I just never Liked the idea of shooting a .22 rifle in the air,As it has to land someplace ....

Anyhow,Just wanted to Say doesn't take much to loosen scope rings on these air rifles..

Scottie_The_Boy


----------



## blowgunner62 (Nov 23, 2008)

I've had the same problem. The key is to hold low when shooting up or down. I'll bet the scope sliding doesn't help either!  After seeing your gun, you really DO need a new one!


----------



## Scottie_The_Boy (Apr 15, 2008)

blowgunner62, Yeah this pellet rifle I have to me is like the Older daisy Pellet/bb gun I had when I was a teen... Weak and could almost hear air leaking with each pump....

So a step up would be even a crosman compared to this break action pellet rifle... ( I Should of Known )

Scottie_The_Boy


----------



## avv604 (Jul 30, 2009)

Scottie_The_Boy said:


> blowgunner62, Yeah this pellet rifle I have to me is like the Older daisy Pellet/bb gun I had when I was a teen... Weak and could almost hear air leaking with each pump....
> 
> So a step up would be even a crosman compared to this break action pellet rifle... ( I Should of Known )
> 
> Scottie_The_Boy


Scottie_the_boy,

I am not sure where you are at regarding the finances, but I am gong to sell all three of my air rifles and save to purchase an Air Arms S410.

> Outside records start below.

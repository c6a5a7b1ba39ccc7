//! Splitting and joining person and family records.
//!
//! Splitting partitions a record's level-1 children into named groups,
//! preserving relative order within each group; joining relinks the groups in
//! canonical order. A split followed by a join therefore normalizes the
//! record, and every structural edit is performed between a split and its
//! matching join.

use crate::node::{NodeId, Record};

/// The parts of a split person: `NAME* REFN* SEX? body* FAMC* FAMS*`.
#[derive(Debug, Default)]
pub struct PersonParts {
    /// The 1 NAME nodes.
    pub names: Vec<NodeId>,
    /// The 1 REFN nodes.
    pub refns: Vec<NodeId>,
    /// The first 1 SEX node; later SEX nodes stay in the body.
    pub sex: Option<NodeId>,
    /// All other level-1 nodes.
    pub body: Vec<NodeId>,
    /// The 1 FAMC nodes.
    pub famcs: Vec<NodeId>,
    /// The 1 FAMS nodes.
    pub famss: Vec<NodeId>,
}

/// The parts of a split family: `REFN* HUSB* WIFE* CHIL* rest*`.
#[derive(Debug, Default)]
pub struct FamilyParts {
    /// The 1 REFN nodes.
    pub refns: Vec<NodeId>,
    /// The 1 HUSB nodes.
    pub husbands: Vec<NodeId>,
    /// The 1 WIFE nodes.
    pub wives: Vec<NodeId>,
    /// The 1 CHIL nodes.
    pub children: Vec<NodeId>,
    /// All other level-1 nodes.
    pub rest: Vec<NodeId>,
}

/// Splits a person record into its parts, detaching all children from the
/// root. The nodes are not copied, only regrouped.
pub fn split_person(person: &mut Record) -> PersonParts {
    let mut parts = PersonParts::default();
    for id in detach_children(person) {
        match person.tag(id) {
            "NAME" => parts.names.push(id),
            "REFN" => parts.refns.push(id),
            "SEX" if parts.sex.is_none() => parts.sex = Some(id),
            "FAMC" => parts.famcs.push(id),
            "FAMS" => parts.famss.push(id),
            _ => parts.body.push(id),
        }
    }
    parts
}

/// Joins a person record back from its parts, in canonical order.
pub fn join_person(person: &mut Record, parts: PersonParts) {
    let mut ordered = parts.names;
    ordered.extend(parts.refns);
    ordered.extend(parts.sex);
    ordered.extend(parts.body);
    ordered.extend(parts.famcs);
    ordered.extend(parts.famss);
    attach_children(person, &ordered);
}

/// Splits a family record into its parts, detaching all children from the
/// root.
pub fn split_family(family: &mut Record) -> FamilyParts {
    let mut parts = FamilyParts::default();
    for id in detach_children(family) {
        match family.tag(id) {
            "REFN" => parts.refns.push(id),
            "HUSB" => parts.husbands.push(id),
            "WIFE" => parts.wives.push(id),
            "CHIL" => parts.children.push(id),
            _ => parts.rest.push(id),
        }
    }
    parts
}

/// Joins a family record back from its parts, in canonical order.
pub fn join_family(family: &mut Record, parts: FamilyParts) {
    let mut ordered = parts.refns;
    ordered.extend(parts.husbands);
    ordered.extend(parts.wives);
    ordered.extend(parts.children);
    ordered.extend(parts.rest);
    attach_children(family, &ordered);
}

/// Puts a person record into canonical form.
pub fn normalize_person(person: &mut Record) {
    let parts = split_person(person);
    join_person(person, parts);
}

/// Puts a family record into canonical form.
pub fn normalize_family(family: &mut Record) {
    let parts = split_family(family);
    join_family(family, parts);
}

fn detach_children(record: &mut Record) -> Vec<NodeId> {
    let children: Vec<NodeId> = record.children(record.root()).collect();
    for &id in &children {
        record.detach(id);
    }
    children
}

fn attach_children(record: &mut Record, ordered: &[NodeId]) {
    let root = record.root();
    for &id in ordered {
        record.append_child(root, id);
    }
}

I plan to sell the Gamo Big Cat and RWS 350 Magnum (striker combo) together and gun case for about $300.
The Evanix AR6 (Ambidextrous Indonesian walnut stock) is only a couple of months old and has a Leapers 4-16x56 scope. $400

Email me if you might be interested in either. I can provide PICs if you would like.


----------



## Ambush Hunter (Jun 29, 2009)

"_I plan to sell the Gamo Big Cat and RWS 350 Magnum (striker combo) together and gun case for about $300."_

Jeff, have you sold anything over the Yellow forum Classifieds?

I suggest you sell those two separately. You may get more than $300. I know that RWS 350 will be sold regardless.


----------



## avv604 (Jul 30, 2009)

Ambush Hunter said:


> "_I plan to sell the Gamo Big Cat and RWS 350 Magnum (striker combo) together and gun case for about $300."_
> 
> Jeff, have you sold anything over the Yellow forum Classifieds?
> 
> I suggest you sell those two separately. You may get more than $300. I know that RWS 350 will be sold regardless.


Not yet... I was going to put them on there and Airgun America classifieds and see what happens. 
I just wanted to offer it to him first.

I figured I would see the two together because the Gamo is just not worth that much.  
You are correct though.


----------



## Scottie_The_Boy (Apr 15, 2008)

Jeff,I agree with Ambush Hunters views.. best not cut your own investmite and sell the RWS on the yellow Forum Classified...

I Don't want to come off as a Bum and such..and in all do time I shall get what I am in need of...thanks alot for your friendly offer... And best wishes to you both...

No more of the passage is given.